Improving the accessibility of tables

Table of Contents

Tables are frequently used in Web pages and applications to format information. The problem is that a client using a screen reader can easily be confused if tables are not used properly. Avoid nested tables whenever possible since they are very difficult to understand using a screen reader.

Tables should only be used to display data that needs to be divided into rows and columns. If it makes sense to present the data using a spreadsheet, then it will likely be appropriate to present the same data using a table.

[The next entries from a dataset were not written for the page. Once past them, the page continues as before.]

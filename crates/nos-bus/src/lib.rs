//! # NOS Bus - Event Routing Engine
//!
//! One dispatch machinery, instantiated once per event class:
//!
//! ```text
//!   components                         applications
//!       │                                   │
//!       ▼                                   ▼
//! ┌────────────────┐   apphdlr    ┌────────────────┐
//! │  infra engine  │ ───────────→ │   app engine   │
//! │ (InfraEvent)   │ ←─────────── │  (AppEvent)    │
//! └────────────────┘    appint    └────────────────┘
//!       ▲  pull/reply (TCP)              ▲  pull/reply (TCP)
//!       │                                │
//!  remote components              remote applications
//! ```
//!
//! ## Delivery Rules
//!
//! - Subscribers are visited in registry order (priority, role, permission).
//! - Only subscribers with Write on an event see a mutable payload.
//! - A non-zero return from a subscriber holding Execute stops dispatch.
//! - A Security-Extended subscriber is redelivered to after every other
//!   delivery of the same dispatch.
//! - Remote delivery failures deactivate the remote subscriber; they never
//!   abort the dispatch.

#![allow(clippy::missing_const_for_fn)]
#![cfg_attr(test, allow(clippy::unwrap_used))]
#![cfg_attr(test, allow(clippy::expect_used))]
#![cfg_attr(test, allow(clippy::panic))]

/// Generates one named `raise` wrapper per notify-dispatched event and one
/// named `query` wrapper per request-response event.
macro_rules! event_api {
    (
        $kind:ident;
        raise { $($raise_fn:ident => $raise_ev:ident($raise_ty:ty);)* }
        query { $($query_fn:ident => $query_ev:ident($query_ty:ty);)* }
    ) => {
        impl $crate::engine::EventEngine<$kind> {
            $(
                #[doc = concat!("Raise `", stringify!($raise_ev), "`.")]
                pub fn $raise_fn(
                    &self,
                    publisher: u32,
                    payload: $raise_ty,
                ) -> Result<i32, $crate::error::DispatchError> {
                    self.raise(publisher, $kind::$raise_ev, payload.into())
                }
            )*
            $(
                #[doc = concat!("Query `", stringify!($query_ev), "`; answers are written into `payload`.")]
                pub fn $query_fn(
                    &self,
                    publisher: u32,
                    payload: &mut $query_ty,
                ) -> Result<i32, $crate::error::DispatchError> {
                    let mut slot = nos_types::EventPayload::from(payload.clone());
                    let ret = self.query(publisher, $kind::$query_ev, &mut slot)?;
                    if let Ok(answer) = <$query_ty>::try_from(slot) {
                        *payload = answer;
                    }
                    Ok(ret)
                }
            )*
        }
    };
}

pub mod app;
pub mod codec;
pub mod config;
pub mod dispatch;
pub mod engine;
pub mod envelope;
pub mod error;
pub mod gateway;
pub mod infra;
pub mod meta;
pub mod odp;
pub mod registry;
pub mod transport;
mod workers;

pub use app::AppEngine;
pub use codec::{EventRecord, Handshake};
pub use config::EngineConfig;
pub use engine::{BoundEndpoints, EventEngine};
pub use envelope::{Envelope, EnvelopeHeader, EventHandler, EventView};
pub use error::{AdminError, CodecError, DispatchError, HandshakeError, TransportError};
pub use gateway::{AppHandler, AppInterface, Gateway};
pub use infra::InfraEngine;
pub use meta::{MetaAction, MetaCondition, MetaTrigger, NoopMetaAction};
pub use registry::{
    HandlerTable, Registry, Subscriber, SubscriberDetail, SubscriberSummary,
};
pub use transport::{Connector, RemoteEndpoint, TcpConnector};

Tables must make sense when linearised (read from left to right like a paragraph). Here is an example of a 3 row by 3 column table that would not make sense when linearised:

200 
------=2
100 
  

A screen reader would read this table as follows:
"200" "------" "=" "2" "100"

The data should be represented in one cell by "200/100 = 2" or "200 divided by 100 equals 2".

It is important to close all <td>, <th> and <tr> tags properly; otherwise, formatting problems may occur outside of the table in certain browsers.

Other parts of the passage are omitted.